A university course, most likely
the first in Europe, dedicated to the iconic Slovenian band
Laibach and its contribution to Slovenian, Balkan, European, and
global culture will open in mid-April at the University of
Salerno at the Department of Cultural Heritage Sciences, as part
of the Master's Degree in Performing Arts and Multimedia
Production.
The course, titled "See You in Hell—The Laibachs between
three Dissolutions: Yugoslavia, Europe, the World," with
professor Gabriele Frasca, will enable students to dissect the
artistic history of Laibach and the so-called 'Neue Slowenische
Kunst,' born in the early 1980s in a Yugoslavia heading toward
disintegration. This still-alive cultural phenomenon remains
inescapably linked to what historian Hobsbawm called the "short
century."
And this century, you can read in the course presentation, is
- again paraphrasing Hobsbawm - also synonymous with "landslide,
or landslides," all of which Laibach observed with a keen eye
and then set to music or video.
Landslides and crises such as the violent dissolution of
Yugoslavia, the crisis of 'former Europe,' the ever-increasing
totalitarian thrusts sweeping through the West and the rest of
the planet, all with the return of the fear of nuclear war in
the background, themes that Laibach have never neglected.

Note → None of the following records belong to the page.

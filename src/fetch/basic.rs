use std::error::Error as StdError;

use super::client::{Delivery, HttpClient, TlsOptions, TransportError, TransportErrorKind};
use async_trait::async_trait;

/// Substrings that mark a lower error in a reqwest source chain as a TLS
/// failure when no `native_tls::Error` is found by type.
const TLS_MARKERS: [&str; 4] = ["certificate", "handshake", "ssl", "tls"];

/// [`HttpClient`] backed by reqwest with native TLS.
///
/// A fresh `reqwest::Client` is built for every call so the negotiated
/// [`TlsOptions`] apply to that call only.
#[derive(Debug, Default)]
pub struct BasicClient;

impl BasicClient {
    pub fn new() -> Self {
        Self
    }

    fn client_for(tls: TlsOptions) -> Result<reqwest::Client, TransportError> {
        let mut builder = reqwest::Client::builder()
            .danger_accept_invalid_certs(tls.accept_invalid_certs)
            .danger_accept_invalid_hostnames(tls.accept_invalid_certs);

        if let Some(identity) = tls.identity {
            let identity = reqwest::Identity::from_pkcs12_der(identity.pkcs12(), identity.password())
                .map_err(|e| TransportError::new(TransportErrorKind::SecureConnection, e.to_string()))?;
            builder = builder.identity(identity);
        }

        builder.build().map_err(TransportError::from)
    }
}

#[async_trait]
impl HttpClient for BasicClient {
    async fn execute(&self, req: reqwest::Request, tls: TlsOptions) -> Result<Delivery, TransportError> {
        let client = Self::client_for(tls)?;
        let resp = client.execute(req).await?;
        let status = resp.status();
        let body = resp.bytes().await?;

        Ok(Delivery {
            status,
            body: Some(body),
        })
    }
}

impl From<reqwest::Error> for TransportError {
    fn from(err: reqwest::Error) -> Self {
        let err = err.without_url();
        let kind = if err.is_timeout() {
            TransportErrorKind::TimedOut
        } else if is_tls_failure(&err) {
            TransportErrorKind::SecureConnection
        } else if err.is_connect() {
            TransportErrorKind::Connect
        } else {
            TransportErrorKind::Other
        };
        TransportError::new(kind, err.to_string())
    }
}

/// Looks below the top-level error for a TLS-layer cause.
///
/// The top-level reqwest message names the request URL, so only its sources
/// are inspected.
fn is_tls_failure(err: &(dyn StdError + 'static)) -> bool {
    let mut current = err.source();
    while let Some(e) = current {
        if is_native_tls(e) || mentions_tls(e) {
            return true;
        }
        current = e.source();
    }
    false
}

fn is_native_tls(err: &(dyn StdError + 'static)) -> bool {
    err.is::<native_tls::Error>()
        || err
            .downcast_ref::<std::io::Error>()
            .and_then(|io| io.get_ref())
            .is_some_and(|inner| inner.is::<native_tls::Error>())
}

fn mentions_tls(err: &(dyn StdError + 'static)) -> bool {
    let message = err.to_string().to_ascii_lowercase();
    TLS_MARKERS.iter().any(|marker| message.contains(marker))
}
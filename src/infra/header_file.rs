use std::collections::BTreeMap;

use anyhow::{Context, Result};

/// Extra request headers kept in a JSON file.
///
/// Stored as a plain JSON object on disk:
/// ```json
/// {
///   "X-Api-Key": "abc123",
///   "Accept-Language": "pt-BR"
/// }
/// ```
pub struct HeaderFile {
    entries: BTreeMap<String, String>,
}

impl HeaderFile {
    /// Loads the headers from a JSON file at `path`.
    pub fn load(path: &str) -> Result<Self> {
        let content = std::fs::read_to_string(path)
            .with_context(|| format!("failed to read header file '{path}'"))?;
        let entries: BTreeMap<String, String> = serde_json::from_str(&content)
            .with_context(|| format!("header file '{path}' is not a JSON object of strings"))?;
        Ok(Self { entries })
    }

    /// Iterates over all `(name, value)` pairs.
    pub fn iter(&self) -> impl Iterator<Item = (&str, &str)> {
        self.entries.iter().map(|(k, v)| (k.as_str(), v.as_str()))
    }
}
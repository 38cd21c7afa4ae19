//! Request body encoding for POST and PUT calls.

use bytes::Bytes;
use reqwest::Method;
use serde_json::{Map, Value};
use url::form_urlencoded;

use crate::config::FORM_URLENCODED;
use crate::error::HttpError;

/// What a write call sends: a pre-serialized body or key/value parameters.
#[derive(Debug, Clone, PartialEq)]
pub enum Payload {
    Raw(String),
    Params(Map<String, Value>),
}

impl Payload {
    pub fn is_empty(&self) -> bool {
        match self {
            Payload::Raw(body) => body.is_empty(),
            Payload::Params(params) => params.is_empty(),
        }
    }
}

impl From<&str> for Payload {
    fn from(body: &str) -> Self {
        Payload::Raw(body.to_string())
    }
}

impl From<String> for Payload {
    fn from(body: String) -> Self {
        Payload::Raw(body)
    }
}

impl From<Map<String, Value>> for Payload {
    fn from(params: Map<String, Value>) -> Self {
        Payload::Params(params)
    }
}

#[derive(Debug, Clone, PartialEq)]
pub struct EncodedBody {
    pub bytes: Bytes,
    /// Set explicitly for form bodies only.
    pub content_length: Option<usize>,
}

/// Whether `content_type` names the URL-encoded form type, ignoring parameters.
pub fn is_form_urlencoded(content_type: &str) -> bool {
    content_type
        .split(';')
        .next()
        .is_some_and(|essence| essence.trim().eq_ignore_ascii_case(FORM_URLENCODED))
}

/// Encodes `payload` for a write call under `content_type`.
///
/// # Errors
///
/// - [`HttpError::MissingBody`] when the payload is empty.
/// - [`HttpError::IncompatibleBody`] when a raw body is sent as a form.
/// - [`HttpError::Encoding`] when parameters cannot be serialized as JSON.
pub fn encode_body(
    method: &Method,
    content_type: &str,
    payload: &Payload,
) -> Result<EncodedBody, HttpError> {
    if payload.is_empty() {
        return Err(HttpError::MissingBody {
            method: method.as_str().to_ascii_lowercase(),
        });
    }

    if is_form_urlencoded(content_type) {
        let Payload::Params(params) = payload else {
            return Err(HttpError::IncompatibleBody {
                content_type: content_type.to_string(),
            });
        };
        let form = form_encode(params);
        return Ok(EncodedBody {
            content_length: Some(form.len()),
            bytes: Bytes::from(form),
        });
    }

    let bytes = match payload {
        Payload::Raw(body) => Bytes::from(body.clone()),
        Payload::Params(params) => serde_json::to_vec(params)
            .map(Bytes::from)
            .map_err(|e| HttpError::Encoding(e.to_string()))?,
    };

    Ok(EncodedBody {
        bytes,
        content_length: None,
    })
}

/// Serializes `params` as `key=value` pairs joined by `&`.
///
/// String values are written as-is, everything else in its JSON text form.
pub fn form_encode(params: &Map<String, Value>) -> String {
    form_urlencoded::Serializer::new(String::new())
        .extend_pairs(params.iter().map(|(key, value)| (key, value_text(value))))
        .finish()
}

fn value_text(value: &Value) -> String {
    match value {
        Value::String(s) => s.clone(),
        other => other.to_string(),
    }
}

Formed in 1980 in the mining town of Trbovlje, in what was
then Yugoslavia, Laibach has become one of the vanguard bands on
the world music scene. In recent years, in addition to their
music, they have sparked a row for a concert in inaccessible
North Korea and for a scheduled performance in Ukraine that was
later canceled amid controversy after the band called the
ongoing war "a geopolitical conflict between Russia and the
United States on Ukrainian territory."
Gabriele Frasca is also a writer and an expert in
English-to-Italian translation. He recently edited the Mondadori
Meridian on Samuel Beckett.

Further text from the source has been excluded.